December 9, 2021

SEO, Wordpress Support & Insurance, Mortgage, Loans, Legal, Etc Blogs

SEO, Wordpress Support & Insurance, Mortgage, Loans, Legal, Etc Blogs

, SEO, Wordpress Support & Insurance, Mortgage, Loans, Legal, Etc Blogs

Word of the Day: regalia

Share This :
, SEO, Wordpress Support & Insurance, Mortgage, Loans, Legal, Etc Blogs
, SEO, Wordpress Support & Insurance, Mortgage, Loans, Legal, Etc Blogs

1. symbols or paraphernalia indicative of royalty (or other high office)
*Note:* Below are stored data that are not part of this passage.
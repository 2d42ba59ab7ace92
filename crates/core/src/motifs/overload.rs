//! Overloaded pieces
//!
//! A piece is overloaded when it is the only guard of two or more things at
//! once: attacked friendly pieces, back-rank squares that keep a boxed-in
//! king from being mated, or the square of a mate in one it alone prevents.

use std::collections::BTreeMap;

use shakmaty::{
    Bitboard, Board, CastlingMode, Chess, Color, EnPassantMode, FromSetup, Position, Role, Square,
};

use crate::config::MotifConfig;
use crate::geometry::{attackers, exchange_value, static_exchange, KING_EXCHANGE_VALUE};

use super::king::back_rank_guard;
use super::mates::MateProbe;
use super::types::{BackRankWeakness, MateThreat, OverloadedPiece};
use super::valuation::overload_value;

#[derive(Debug, Default)]
struct Duties {
    /// Defended square and what the attacker nets there once the guard leaves.
    pieces: Vec<(Square, i32)>,
    mating: Vec<Square>,
}

impl Duties {
    fn add_mating(&mut self, square: Square) {
        if !self.mating.contains(&square) {
            self.mating.push(square);
        }
    }

    fn squares(&self) -> Vec<Square> {
        let mut squares: Vec<Square> = self.pieces.iter().map(|&(sq, _)| sq).collect();
        squares.extend(&self.mating);
        squares.sort();
        squares.dedup();
        squares
    }
}

/// `weaknesses` and `threats` are the back-rank and mate-threat findings for
/// the same position. A side whose back rank is already breached, or that
/// already faces a mate in one, has no guard holding the mate off.
pub fn find_overloaded_pieces(
    pos: &Chess,
    weaknesses: &[BackRankWeakness],
    threats: &[MateThreat],
    config: &MotifConfig,
) -> Vec<OverloadedPiece> {
    let board = pos.board();
    let mut duties: BTreeMap<Square, Duties> = BTreeMap::new();

    for color in [Color::White, Color::Black] {
        collect_piece_duties(board, color, &mut duties);
        if !rank_breached(board, color, weaknesses) {
            collect_back_rank_duties(board, color, &mut duties);
        }
        let mated_in_one = threats.iter().any(|t| t.attacker == !color && t.plies == 1);
        if !mated_in_one {
            collect_mate_in_one_duties(pos, color, config, &mut duties);
        }
    }

    duties
        .into_iter()
        .filter_map(|(square, d)| {
            let squares = d.squares();
            if squares.len() < 2 {
                return None;
            }
            let piece = board.piece_at(square)?;
            let gains: Vec<i32> = d.pieces.iter().map(|&(_, gain)| gain).collect();
            let mating_relevant = !d.mating.is_empty();
            Some(OverloadedPiece {
                square,
                piece,
                duties: squares,
                mating_relevant,
                value: overload_value(&gains, mating_relevant),
            })
        })
        .collect()
}

/// Attacked pieces of `color` with exactly one defender that is not the king.
fn collect_piece_duties(board: &Board, color: Color, duties: &mut BTreeMap<Square, Duties>) {
    let occupied = board.occupied();
    for square in board.by_color(color) {
        let Some(role) = board.role_at(square) else {
            continue;
        };
        if role == Role::King || attackers(board, square, !color).is_empty() {
            continue;
        }
        let defenders = attackers(board, square, color);
        if defenders.count() != 1 {
            continue;
        }
        let Some(guard) = defenders.first() else {
            continue;
        };
        if board.role_at(guard) == Some(Role::King) {
            continue;
        }

        let mut without_guard = occupied;
        without_guard.discard(guard);
        let value = exchange_value(role, KING_EXCHANGE_VALUE);
        let gain = static_exchange(board, square, value, !color, without_guard);
        if gain > 0 {
            duties.entry(guard).or_default().pieces.push((square, gain));
        }
    }
}

/// An unguarded entry square of `color`'s back rank is already in reach of
/// an enemy rook or queen.
fn rank_breached(board: &Board, color: Color, weaknesses: &[BackRankWeakness]) -> bool {
    let enemy_heavy = (board.rooks() | board.queens()) & board.by_color(!color);
    weaknesses
        .iter()
        .filter(|w| w.color == color)
        .flat_map(|w| w.entry_squares.iter())
        .any(|&sq| (attackers(board, sq, !color) & enemy_heavy).any())
}

/// Back-rank squares that only one piece keeps covered and that an enemy
/// heavy piece would reach once that piece leaves.
fn collect_back_rank_duties(board: &Board, color: Color, duties: &mut BTreeMap<Square, Duties>) {
    let Some(guard) = back_rank_guard(board, color) else {
        return;
    };
    let enemy_heavy = (board.rooks() | board.queens()) & board.by_color(!color);
    for &square in &guard.line_squares {
        let guards = guard.guards_of(board, square);
        let [only] = guards.as_slice() else {
            continue;
        };
        if *only == guard.king {
            continue;
        }
        let mut without_guard = board.occupied();
        without_guard.discard(*only);
        if (board.attacks_to(square, !color, without_guard) & enemy_heavy).any() {
            duties.entry(*only).or_default().add_mating(square);
        }
    }
}

/// Pieces of `color` whose removal hands the opponent a mate in one. The
/// duty is the square the mating move lands on.
fn collect_mate_in_one_duties(
    pos: &Chess,
    color: Color,
    config: &MotifConfig,
    duties: &mut BTreeMap<Square, Duties>,
) {
    let board = pos.board();
    for square in board.by_color(color) & !board.kings() {
        let Some(lifted) = lift_guard(pos, square, color) else {
            continue;
        };
        let mut probe = MateProbe::new(1, config.mate_probe_nodes);
        if let Some(mate) = probe.find(&lifted).and_then(|line| line.first().map(|m| m.to())) {
            duties.entry(square).or_default().add_mating(mate);
        }
    }
}

/// `pos` without the piece on `square`, with `owner`'s opponent to move.
/// `None` when that leaves an impossible position (the owner's king left
/// in check by the lifted piece's absence).
fn lift_guard(pos: &Chess, square: Square, owner: Color) -> Option<Chess> {
    let mut setup = pos.to_setup(EnPassantMode::Legal);
    setup.board.discard_piece_at(square);
    setup.turn = !owner;
    setup.castling_rights = Bitboard::EMPTY;
    setup.ep_square = None;
    Chess::from_setup(setup, CastlingMode::Standard).ok()
}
2. especially fine or decorative clothing

_________

The word regalia has appeared in 37 articles on NYTimes.com in the past year, including on May 7 in “For Chakaia Booker, Whose Medium Is Tires, the Art Is in the Journey” by Siddhartha Mitter:

Her appearance is both memorable and integral to the work. She wore a turban-like headpiece, made of dozens of fabric strips and squares in many patterns, wrapped, knotted and stitched. It encircled her face and cascaded past her shoulders. Her shirt was enhanced — the precise architecture was hard to ascertain — in a similar vein. Just the bottom of Dickies work pants appeared, over sneakers.

… The regalia can add practical difficulty to Booker’s work, which involves plenty of heavy lifting. Its effect is protective, as she is somewhat shy, and reluctant to speak about herself. But its more important, intended result is to direct the focus to her craft.

Can you correctly use the word regalia in a sentence?

Based on the definition and example provided, write a sentence using today’s Word of the Day and share it as a comment on this article. It is most important that your sentence makes sense and demonstrates that you understand the word’s definition, but we also encourage you to be creative and have fun.

Then, read some of the other sentences students have submitted and use the “Recommend” button to vote for two original sentences that stand out to you.

If you want a better idea of how regalia can be used in a sentence, read these usage examples on Vocabulary.com.

If you enjoy this daily challenge, try one of our monthly vocabulary challenges.

Students ages 13 and older in the United States and the United Kingdom, and 16 and older elsewhere, can comment. All comments are moderated by the Learning Network staff.